Kunane Dreier of Life Foundation in Hawaii said it’s not just his organization — which has been around since the 1980s — that has felt the brunt of new federal funding priorities. The entire state was reportedly cut off when Hawaii was “designated a low incident state” and no longer qualified for HIV prevention funds from the CDC.  With a fraction of their old staff, Life Foundation has tried to increase collaborations and rely more on the local community. Dreier said they find ways to offer their clients other services — including transgender health care, smoking cessation programs, and needle exchanges — all of which have other, non-HIV-specific funding sources.

AANHPI organizations are having to think outside the box to survive, says Jimmy Sianipar of the Asian Pacific AIDS Intervention Team (APAIT) in Los Angeles. His organization kept running up against funding constraints because their HIV prevention efforts were limited to a brick and mortar location. They raised their own money and bought a mobile testing facility, which has enabled them to do testing at bathhouses, clubs, and recurring gay parties like Gameboy that are frequented by API gay men. APAIT also sends staff to walk the streets of Hollywood (after midnight, three nights a week) to provide outreach, hand out water, and offer free HIV testing. And the group recently opened a three-bed shelter where clients can have a hot shower, something to eat, and have a nap.

The absence of funding is being experienced in other ways as well. For example, Ben Cabangun of APIA Health Forum, argued that “a decade ago” there was a core group of researchers focusing on HIV in the AANHPI community. Now, he says, “they have moved on, to where there’s funding” and their current research revolves around trans women and other gay and bi men of color.

Jimmy Quach, from HealthRight 360 and AA Recovery Services in the San Francisco Bay Area, said most of their funding comes from the Office of Minority Health and the Substance Abuse and Mental Health Services Administration (SAMHSA). He sees the idea of Asian-Americans being a “model minority” as a major barrier to funding.

“Positive stereotypes can also harm us,” he said, including myths that Asian-Americans are all wealthy and don’t need financial support, Asians don’t use drugs, and Asians don’t have unsafe sex. Cabangun argued the latter myth is furthered by the “reticence to talk about sex and sexuality in our community.”

A policy paper written by Stanford student Siyou Song seems to agree, noting that in “Chinese-American communities, sexual education is underemphasized since STDs are related to four taboo subjects: sex, homosexuality, disease, and death. In these communities, condoms are also associated with promiscuity and are, therefore, used less frequently for fear of being perceived as salacious.”

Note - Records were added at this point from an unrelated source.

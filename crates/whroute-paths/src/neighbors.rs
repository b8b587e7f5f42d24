use whroute_core::Point;

/// The four axis-aligned neighbours of `p` in checkerboard order.
///
/// Cells with odd `x + y` list east, north, west, south; cells with even
/// `x + y` list the reverse (south, west, north, east). Alternating the
/// order keeps equal-cost paths from hugging one diagonal direction, and
/// callers relying on reproducible tie-breaks depend on it exactly.
#[inline]
pub fn checkered_cardinal(p: Point) -> [Point; 4] {
    let mut dirs = p.neighbors_4();
    if p.is_even_parity() {
        dirs.reverse();
    }
    dirs
}

#[cfg(test)]
mod tests {
    use super::*;

    #[test]
    fn odd_cells_start_east() {
        let p = Point::new(1, 0);
        assert_eq!(
            checkered_cardinal(p),
            [
                Point::new(2, 0),
                Point::new(1, -1),
                Point::new(0, 0),
                Point::new(1, 1),
            ]
        );
    }

    #[test]
    fn even_cells_start_south() {
        let p = Point::new(2, 2);
        assert_eq!(
            checkered_cardinal(p),
            [
                Point::new(2, 3),
                Point::new(1, 2),
                Point::new(2, 1),
                Point::new(3, 2),
            ]
        );
    }
}
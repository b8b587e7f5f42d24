//! **whroute-core** — geometry primitives shared by the *whroute* crates.
//!
//! [`Point`] is the grid coordinate used as a map key everywhere in the
//! workspace; [`Range`] is the half-open rectangle that bounds a grid.

pub mod geom;

pub use geom::{Point, Range, RangeIter};
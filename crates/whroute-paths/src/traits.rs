use whroute_core::Point;

/// Minimal pathfinding interface: passability and neighbour enumeration.
pub trait Pather {
    /// Whether an agent may stand on `p`.
    fn passable(&self, p: Point) -> bool;

    /// Append the traversable neighbours of `p` into `buf`, in the order the
    /// search should consider them. The caller clears `buf` before calling.
    fn neighbors(&self, p: Point, buf: &mut Vec<Point>);
}

/// Pather with weighted (positive-cost) moves.
pub trait WeightedPather: Pather {
    /// Cost of moving from `from` to adjacent `to`. Must be > 0.
    fn cost(&self, from: Point, to: Point) -> i32;
}

/// Full A* pather with an admissible heuristic.
pub trait AstarPather: WeightedPather {
    /// Heuristic estimate of the cost from `from` to `to`.
    /// Must never overestimate the true cost (admissible).
    fn estimate(&self, from: Point, to: Point) -> i32;
}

Another issue is that data about Asian-Americans is limited and confounded by researcher’s penchant of lumping all Asians together, regardless of whether their ancestors hailed from China; other Asian nations like Japan, Korea, Vietnam; or the Indian subcontinent.

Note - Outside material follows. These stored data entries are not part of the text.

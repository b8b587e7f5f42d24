use std::collections::{HashMap, HashSet};

use whroute_core::{Point, Range};
use whroute_paths::{AstarPather, Pather, WeightedPather, checkered_cardinal, manhattan};

use crate::error::LayoutError;

/// Traversal cost of a cell with no explicit weight.
pub const DEFAULT_COST: i32 = 1;

/// A warehouse floor: the rectangle `[0, width) × [0, height)` with walls,
/// shelving and a terrain cost overlay.
///
/// Walls and shelves block movement equally and are kept apart only so a
/// renderer can tell them apart. Membership tests are hash lookups. The
/// floor is mutated through `&mut self` during setup and shared read-only
/// (it is `Sync`) while routes are searched.
#[derive(Debug, Clone)]
pub struct Warehouse {
    bounds: Range,
    walls: HashSet<Point>,
    shelves: HashSet<Point>,
    weights: HashMap<Point, i32>,
}

impl Warehouse {
    /// Create an empty floor of `width × height` cells.
    pub fn new(width: i32, height: i32) -> Result<Self, LayoutError> {
        if width <= 0 || height <= 0 {
            return Err(LayoutError::InvalidSize { width, height });
        }
        Ok(Self {
            bounds: Range::new(0, 0, width, height),
            walls: HashSet::new(),
            shelves: HashSet::new(),
            weights: HashMap::new(),
        })
    }

    /// The floor rectangle.
    pub fn bounds(&self) -> Range {
        self.bounds
    }

    /// Number of columns.
    pub fn width(&self) -> i32 {
        self.bounds.width()
    }

    /// Number of rows.
    pub fn height(&self) -> i32 {
        self.bounds.height()
    }

    /// Whether `p` lies on the floor.
    #[inline]
    pub fn in_bounds(&self, p: Point) -> bool {
        self.bounds.contains(p)
    }

    /// Whether `p` is neither a wall nor a shelf. Says nothing about bounds.
    #[inline]
    pub fn passable(&self, p: Point) -> bool {
        !self.walls.contains(&p) && !self.shelves.contains(&p)
    }

    /// Whether `p` is a wall cell.
    pub fn is_wall(&self, p: Point) -> bool {
        self.walls.contains(&p)
    }

    /// Whether `p` is a shelf cell.
    pub fn is_shelf(&self, p: Point) -> bool {
        self.shelves.contains(&p)
    }

    /// Wall cells, in no particular order.
    pub fn walls(&self) -> impl Iterator<Item = Point> + '_ {
        self.walls.iter().copied()
    }

    /// Shelf cells, in no particular order.
    pub fn shelves(&self) -> impl Iterator<Item = Point> + '_ {
        self.shelves.iter().copied()
    }

    /// Cost of entering `p`.
    #[inline]
    pub fn weight(&self, p: Point) -> i32 {
        self.weights.get(&p).copied().unwrap_or(DEFAULT_COST)
    }

    /// Cost of stepping from `from` into `to`. Cost belongs to the entered
    /// cell, so `from` is ignored.
    #[inline]
    pub fn cost(&self, _from: Point, to: Point) -> i32 {
        self.weight(to)
    }

    /// The on-floor, passable neighbours of `p` in checkerboard order.
    pub fn neighbors(&self, p: Point) -> Vec<Point> {
        let mut buf = Vec::with_capacity(4);
        self.push_neighbors(p, &mut buf);
        buf
    }

    fn push_neighbors(&self, p: Point, buf: &mut Vec<Point>) {
        buf.extend(
            checkered_cardinal(p)
                .into_iter()
                .filter(|&n| self.in_bounds(n) && self.passable(n)),
        );
    }

    // -----------------------------------------------------------------------
    // Setup
    // -----------------------------------------------------------------------

    /// Wall off the `width × height` rectangle whose top-left cell is
    /// `origin`. The whole rectangle must lie on the floor; unlike shelving,
    /// walls hanging off the edge are rejected rather than clipped.
    pub fn add_wall(&mut self, origin: Point, width: i32, height: i32) -> Result<(), LayoutError> {
        positive("wall width", width)?;
        positive("wall height", height)?;
        let rect = Range::checked_with_size(origin, width, height)
            .filter(|r| r.in_range(self.bounds))
            .ok_or_else(|| LayoutError::OutOfBounds(saturating_rect(origin, width, height)))?;
        self.walls.extend(rect);
        log::debug!("add_wall: {rect}, {} cells", rect.len());
        Ok(())
    }

    /// Lay out `aisle_count` shelf blocks of `width × row_count` cells.
    ///
    /// The first block's top-left cell is `origin`; each following block
    /// starts `width + aisle_width` columns further east. Cells falling off
    /// the floor are dropped silently, so partially visible layouts are
    /// fine.
    pub fn add_shelf(
        &mut self,
        origin: Point,
        width: i32,
        row_count: i32,
        aisle_width: i32,
        aisle_count: i32,
    ) -> Result<(), LayoutError> {
        positive("shelf width", width)?;
        positive("shelf row count", row_count)?;
        non_negative("aisle width", aisle_width)?;
        non_negative("aisle count", aisle_count)?;

        // Block columns are computed in i64: step and offsets may exceed i32.
        let step = i64::from(width) + i64::from(aisle_width);
        let x0 = i64::from(origin.x);
        let (lo, hi) = (i64::from(self.bounds.min.x), i64::from(self.bounds.max.x));
        // Skip blocks lying entirely west of the floor.
        let first = if x0 + i64::from(width) > lo {
            0
        } else {
            (lo - x0 - i64::from(width)) / step + 1
        };

        let mut placed = 0usize;
        let mut inserted = 0usize;
        for k in first..i64::from(aisle_count) {
            let x = x0 + k * step;
            if x >= hi {
                break;
            }
            let Ok(x) = i32::try_from(x) else {
                break;
            };
            let block = saturating_rect(Point::new(x, origin.y), width, row_count);
            let visible = block.intersect(self.bounds);
            self.shelves.extend(visible);
            inserted += visible.len();
            placed += 1;
        }
        log::debug!("add_shelf: {placed} of {aisle_count} blocks at {origin} on the floor, {inserted} cells");
        Ok(())
    }

    /// Set the cost of entering `p`. `cost` must be positive and `p` must
    /// lie on the floor. Weights on blocked cells are kept but never used.
    pub fn set_weight(&mut self, p: Point, cost: i32) -> Result<(), LayoutError> {
        if cost <= 0 {
            return Err(LayoutError::InvalidWeight { pos: p, cost });
        }
        if !self.in_bounds(p) {
            return Err(LayoutError::OutOfBounds(saturating_rect(p, 1, 1)));
        }
        if cost == DEFAULT_COST {
            self.weights.remove(&p);
        } else {
            self.weights.insert(p, cost);
        }
        Ok(())
    }
}

/// The `w × h` rectangle at `origin`, its far corner clamped to `i32::MAX`.
fn saturating_rect(origin: Point, w: i32, h: i32) -> Range {
    Range::new(
        origin.x,
        origin.y,
        origin.x.saturating_add(w),
        origin.y.saturating_add(h),
    )
}

fn positive(name: &'static str, value: i32) -> Result<(), LayoutError> {
    if value <= 0 {
        return Err(LayoutError::InvalidDimension { name, value });
    }
    Ok(())
}

fn non_negative(name: &'static str, value: i32) -> Result<(), LayoutError> {
    if value < 0 {
        return Err(LayoutError::InvalidDimension { name, value });
    }
    Ok(())
}

impl Pather for Warehouse {
    fn passable(&self, p: Point) -> bool {
        Warehouse::passable(self, p)
    }

    fn neighbors(&self, p: Point, buf: &mut Vec<Point>) {
        self.push_neighbors(p, buf);
    }
}

impl WeightedPather for Warehouse {
    fn cost(&self, from: Point, to: Point) -> i32 {
        Warehouse::cost(self, from, to)
    }
}

impl AstarPather for Warehouse {
    fn estimate(&self, from: Point, to: Point) -> i32 {
        manhattan(from, to)
    }
}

“It’s important for us to collect our own data,” Sianipar said. “We ask more questions than the county wants us to ask.” Different Asian communities have different sexual practices or other differences that could impact HIV prevention and treatment efforts.

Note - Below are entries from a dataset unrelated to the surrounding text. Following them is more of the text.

//! Genetic algorithm over permutations.

use std::collections::HashSet;

use rand::seq::SliceRandom;
use rand::{Rng, RngExt};

use crate::error::SeqError;
use crate::sample::random_sample;

/// One candidate ordering.
pub type Chromosome = Vec<usize>;

type Fitness<'a> = Box<dyn Fn(&[usize]) -> f32 + 'a>;
type CrossoverFn<'a, R> = Box<dyn Fn(&[usize], &[usize], &mut R) -> Chromosome + 'a>;
type MutateFn<'a, R> = Box<dyn Fn(Chromosome, f32, &mut R) -> Chromosome + 'a>;

/// Stall limit used when neither limit is set, so a run always ends.
const FALLBACK_STALL_LIMIT: usize = 10;

/// Tuning knobs for [`Ga`].
#[derive(Debug, Clone, Copy, PartialEq)]
#[cfg_attr(feature = "serde", derive(serde::Serialize, serde::Deserialize))]
pub struct GaConfig {
    /// Chance that a child is mutated.
    pub mutation_prob: f32,
    /// Fraction of the population carried over unchanged each generation.
    pub elite_frac: f32,
    /// Stop after this many generations.
    pub max_generations: Option<usize>,
    /// Stop after this many consecutive generations without a change in
    /// the best fitness.
    pub stall_limit: Option<usize>,
}

impl Default for GaConfig {
    fn default() -> Self {
        Self {
            mutation_prob: 0.2,
            elite_frac: 0.1,
            max_generations: None,
            stall_limit: Some(FALLBACK_STALL_LIMIT),
        }
    }
}

impl GaConfig {
    /// Set the chance that a child is mutated.
    pub fn with_mutation_prob(mut self, p: f32) -> Self {
        self.mutation_prob = p;
        self
    }

    /// Set the fraction of the population kept unchanged.
    pub fn with_elite_frac(mut self, f: f32) -> Self {
        self.elite_frac = f;
        self
    }

    /// Set or clear the generation limit.
    pub fn with_max_generations(mut self, n: Option<usize>) -> Self {
        self.max_generations = n;
        self
    }

    /// Set or clear the stall limit.
    pub fn with_stall_limit(mut self, n: Option<usize>) -> Self {
        self.stall_limit = n;
        self
    }

    /// Check the probabilities and make sure at least one limit is set.
    fn validated(mut self) -> Result<Self, SeqError> {
        unit_interval("mutation probability", self.mutation_prob)?;
        unit_interval("elite fraction", self.elite_frac)?;
        if self.max_generations.is_none() && self.stall_limit.is_none() {
            self.stall_limit = Some(FALLBACK_STALL_LIMIT);
        }
        Ok(self)
    }
}

fn unit_interval(name: &'static str, value: f32) -> Result<(), SeqError> {
    if !(0.0..=1.0).contains(&value) {
        return Err(SeqError::InvalidProbability { name, value });
    }
    Ok(())
}

/// Genetic algorithm evolving a fixed-size population of orderings.
///
/// Each generation ranks the population by fitness, keeps the elite, fills
/// the rest of the breeding pool by roulette-wheel selection, shuffles the
/// pool and pairs it from both ends for crossover and mutation. Fitness is
/// maximised; negative values get no share of the wheel.
pub struct Ga<'a, R: Rng> {
    rng: R,
    population: Vec<Chromosome>,
    config: GaConfig,
    fitness: Fitness<'a>,
    crossover: CrossoverFn<'a, R>,
    mutate: MutateFn<'a, R>,
}

impl<'a, R: Rng + 'a> Ga<'a, R> {
    /// Create a GA with the default [`GaConfig`] and operators.
    pub fn new(
        population: Vec<Chromosome>,
        fitness: impl Fn(&[usize]) -> f32 + 'a,
        rng: R,
    ) -> Result<Self, SeqError> {
        if population.is_empty() {
            return Err(SeqError::EmptyPopulation);
        }
        Ok(Self {
            rng,
            population,
            config: GaConfig::default(),
            fitness: Box::new(fitness),
            crossover: Box::new(ordered_crossover::<R>),
            mutate: Box::new(swap_mutation::<R>),
        })
    }

    /// Replace the configuration.
    pub fn with_config(mut self, config: GaConfig) -> Result<Self, SeqError> {
        self.config = config.validated()?;
        Ok(self)
    }

    /// Replace the crossover operator.
    pub fn with_crossover(
        mut self,
        f: impl Fn(&[usize], &[usize], &mut R) -> Chromosome + 'a,
    ) -> Self {
        self.crossover = Box::new(f);
        self
    }

    /// Replace the mutation operator. It receives the mutation probability.
    pub fn with_mutation(mut self, f: impl Fn(Chromosome, f32, &mut R) -> Chromosome + 'a) -> Self {
        self.mutate = Box::new(f);
        self
    }

    /// The active configuration.
    pub fn config(&self) -> &GaConfig {
        &self.config
    }

    /// The current generation.
    pub fn population(&self) -> &[Chromosome] {
        &self.population
    }

    /// The random source driving selection and the operators.
    pub fn rng_mut(&mut self) -> &mut R {
        &mut self.rng
    }

    /// Evolve until a limit is hit. Returns the number of generations bred.
    pub fn run(&mut self) -> usize {
        let mut generation = 0usize;
        let mut stall = 0usize;
        let mut best = self.best().1;
        loop {
            if self.config.max_generations.is_some_and(|max| generation >= max) {
                break;
            }
            self.population = self.breed();
            generation += 1;

            let next_best = self.best().1;
            log::trace!("ga: generation {generation} best {next_best}");
            if next_best == best {
                stall += 1;
                if self.config.stall_limit.is_some_and(|limit| stall >= limit) {
                    break;
                }
            } else {
                stall = 0;
                best = next_best;
            }
        }
        log::debug!("ga: stopped after {generation} generations, best {best}");
        generation
    }

    /// The fittest individual and its fitness; the earliest wins on ties.
    pub fn best(&self) -> (&[usize], f32) {
        let mut best = (self.population[0].as_slice(), (self.fitness)(&self.population[0]));
        for c in &self.population[1..] {
            let fit = (self.fitness)(c);
            if fit > best.1 {
                best = (c.as_slice(), fit);
            }
        }
        best
    }

    fn elite_size(&self) -> usize {
        (self.population.len() as f32 * self.config.elite_frac) as usize
    }

    /// Population indices with their fitness, fittest first. Stable, so
    /// equal fitness keeps population order.
    fn ranked(&self) -> Vec<(usize, f32)> {
        let mut ranked: Vec<(usize, f32)> = self
            .population
            .iter()
            .enumerate()
            .map(|(i, c)| (i, (self.fitness)(c)))
            .collect();
        ranked.sort_by(|a, b| b.1.total_cmp(&a.1));
        ranked
    }

    /// Breeding pool: the elite in rank order, then roulette picks.
    fn selection(&mut self) -> Vec<Chromosome> {
        let ranked = self.ranked();
        let elite = self.elite_size();
        let total: f32 = ranked.iter().map(|&(_, f)| f.max(0.0)).sum();

        let mut pool: Vec<Chromosome> = ranked[..elite]
            .iter()
            .map(|&(i, _)| self.population[i].clone())
            .collect();

        for _ in elite..ranked.len() {
            let pick = if total > 0.0 {
                let target = self.rng.random::<f32>() * total;
                let mut cum = 0.0;
                ranked
                    .iter()
                    .find(|&&(_, f)| {
                        cum += f.max(0.0);
                        target <= cum
                    })
                    .or(ranked.last())
                    .map(|&(i, _)| i)
            } else {
                // Nobody has positive fitness; fall back to a uniform pick.
                Some(ranked[self.rng.random_range(0..ranked.len())].0)
            };
            if let Some(i) = pick {
                pool.push(self.population[i].clone());
            }
        }
        pool
    }

    fn breed(&mut self) -> Vec<Chromosome> {
        let mut pool = self.selection();
        let elite = self.elite_size();

        let mut children: Vec<Chromosome> = pool[..elite].to_vec();

        pool.shuffle(&mut self.rng);
        let n = pool.len();
        for i in 0..n - elite {
            let child = (self.crossover)(&pool[i], &pool[n - 1 - i], &mut self.rng);
            let child = (self.mutate)(child, self.config.mutation_prob, &mut self.rng);
            children.push(child);
        }
        children
    }
}

/// Build `size` random orderings of `0..genes`.
pub fn make_population(size: usize, genes: usize, rng: &mut impl Rng) -> Vec<Chromosome> {
    (0..size)
        .map(|_| random_sample((0..genes).collect(), &mut *rng))
        .collect()
}

/// Copy a random-length prefix of `a` (shorter than `a`), then append the
/// genes of `b` not already present, in `b`'s order.
///
/// Two permutations of the same set always yield another permutation.
pub fn ordered_crossover<R: Rng>(a: &[usize], b: &[usize], rng: &mut R) -> Chromosome {
    if a.len() < 2 {
        return a.to_vec();
    }
    let cut = rng.random_range(0..a.len() - 1);
    let mut child: Chromosome = a[..cut].to_vec();
    let mut seen: HashSet<usize> = child.iter().copied().collect();
    for &g in b {
        if seen.insert(g) {
            child.push(g);
        }
    }
    child
}

/// With probability `prob`, swap two randomly chosen genes.
pub fn swap_mutation<R: Rng>(mut c: Chromosome, prob: f32, rng: &mut R) -> Chromosome {
    if c.len() < 2 || rng.random::<f32>() >= prob {
        return c;
    }
    let i = rng.random_range(0..c.len());
    let j = rng.random_range(0..c.len());
    c.swap(i, j);
    c
}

“We’re sharing data everywhere we can,” Quach noted, saying that speaking at conferences like USCA is part of the effort to increase awareness of the need for HIV services — and funding — in the AANHPI community.

Many of the panelists worried about the future, wondering how the Trump administration will impact funding priorities. “The Secretary’s Minority AIDS Initiative [Fund] is keeping us afloat,” Ocampo noted, yet, “This administration wanted to eliminate [the entire fund].” Fortunately, there’s been pushback from the Senate.

But no one really knows what the final budget will look like and that worries Quach. He believes the AANHPI community needs to become more vocal about its needs and the lack of funds for services, posing the rhetorical question, “Where is the uproar?”

Revised 10/25/2018: Substance Abuse and Mental Health Services Administration (SAMHSA) was mistakenly identified as Science and Management of Addictions. A quote from Ocampo was misattributed to Quach.